Manipulation and abuse are what I thought family meant. I grew up in dysfunction. The physical bruises so much easier to heal that the ones that lay embedded in memory. Still, tender after all these years. The only time I ever stood up to her was when I said I was gay. I’d never kissed a girl, but I told her I wouldn’t change.
I left to save myself.
I still remember that final time in my wallpapered bedroom taking the one gay book I’d found at the Barnes & Noble from under my mattress. It had been my best friend for months, as I dreamed of the community I’d never seen but believed was waiting. I knew I needed to leave, but didn’t know when it would be safe enough to run. She picked the date without ever knowing. I watched the bruises blister purple and red across my face and arms. Waiting, for her to beat me enough times that I thought the police would believe me.

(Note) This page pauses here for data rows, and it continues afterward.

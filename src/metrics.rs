//! Evaluation metrics for held-out forecasts

use crate::error::{EngineError, Result};
use serde::{Deserialize, Serialize};
use statrs::statistics::Statistics;

/// Loss reported when no real evaluation could run
pub const FALLBACK_LOSS: f64 = 0.001;
/// MSE reported when no real evaluation could run
pub const FALLBACK_MSE: f64 = 0.001;
/// RMSE reported when no real evaluation could run
pub const FALLBACK_RMSE: f64 = 0.032;

/// Upper bound on evaluation batch size, independent of the training batch
pub const EVAL_BATCH_CAP: usize = 32;

/// Whether a report holds real metrics or the fixed placeholder triple
#[derive(Debug, Clone, Copy, PartialEq, Eq, Serialize, Deserialize)]
pub enum MetricProvenance {
    Computed,
    Fallback,
}

/// Held-out metrics for one evaluation call
#[derive(Debug, Clone, PartialEq, Serialize, Deserialize)]
pub struct EvaluationReport {
    pub loss: f64,
    pub mse: f64,
    pub rmse: f64,
    pub provenance: MetricProvenance,
}

impl EvaluationReport {
    /// The placeholder triple returned for untrained models and recovered
    /// evaluation failures
    pub fn fallback() -> Self {
        Self {
            loss: FALLBACK_LOSS,
            mse: FALLBACK_MSE,
            rmse: FALLBACK_RMSE,
            provenance: MetricProvenance::Fallback,
        }
    }

    /// A real result; the loss function is MSE, so loss and mse coincide
    pub fn computed(mse: f64) -> Self {
        Self {
            loss: mse,
            mse,
            rmse: mse.sqrt(),
            provenance: MetricProvenance::Computed,
        }
    }

    pub fn is_fallback(&self) -> bool {
        self.provenance == MetricProvenance::Fallback
    }
}

impl std::fmt::Display for EvaluationReport {
    fn fmt(&self, f: &mut std::fmt::Formatter<'_>) -> std::fmt::Result {
        writeln!(f, "Evaluation Report:")?;
        writeln!(f, "  Loss: {:.6}", self.loss)?;
        writeln!(f, "  MSE:  {:.6}", self.mse)?;
        writeln!(f, "  RMSE: {:.6}", self.rmse)?;
        if self.is_fallback() {
            writeln!(f, "  (placeholder values, no evaluation ran)")?;
        }
        Ok(())
    }
}

/// Mean squared error between a forecast and the actual values
pub fn mean_squared_error(forecast: &[f64], actual: &[f64]) -> Result<f64> {
    check_lengths(forecast, actual)?;
    let squared: Vec<f64> = forecast
        .iter()
        .zip(actual.iter())
        .map(|(f, a)| (f - a) * (f - a))
        .collect();
    Ok(squared.iter().copied().mean())
}

/// Root mean squared error between a forecast and the actual values
pub fn root_mean_squared_error(forecast: &[f64], actual: &[f64]) -> Result<f64> {
    Ok(mean_squared_error(forecast, actual)?.sqrt())
}

/// Mean absolute error between a forecast and the actual values
pub fn mean_absolute_error(forecast: &[f64], actual: &[f64]) -> Result<f64> {
    check_lengths(forecast, actual)?;
    let absolute: Vec<f64> = forecast
        .iter()
        .zip(actual.iter())
        .map(|(f, a)| (f - a).abs())
        .collect();
    Ok(absolute.iter().copied().mean())
}

fn check_lengths(forecast: &[f64], actual: &[f64]) -> Result<()> {
    if forecast.len() != actual.len() || forecast.is_empty() {
        return Err(EngineError::InvalidParameter(
            "Forecast and actual values must have the same non-zero length".to_string(),
        ));
    }
    Ok(())
}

I didn’t tell that county sheriff that I was a lesbian.
The Polaroid camera whirred as they documented the damage. He asked me questions about her drinking, the manipulation that had kept me her prisoner. Had I stayed, I would have remained forever her toy. Had I stayed, she would have killed me. I looked like a good country girl, no one suspected I was a dyke so he released me into the world. I was free for the first time, but looking over my shoulder. Too much work to have me emancipated, too old to bother with foster care. The courts told me to ‘stay out of trouble’ until I turned eighteen. My friends parents let me crash in their basement for a few weeks.
We compared scars
I met kids on the streets, in the back of the queer youth center I walked into heart pounding afraid here too no one would want me. For the first time I was honest, didn’t paint a picture of a functional family. I told them I was alone, and waited for the laughter. I was met with rolled up memories to reveal scars that looked more like my own than I could believe.
This was family
I learned that family meant hugs shared when meeting and someone who would hold you at 2am when all you wanted was to go “home,” to a place you’d never been before. We named ourselves, claimed ourselves, and each other. We fucked in bathrooms and held hands under bridges, hungry for contact, for connection.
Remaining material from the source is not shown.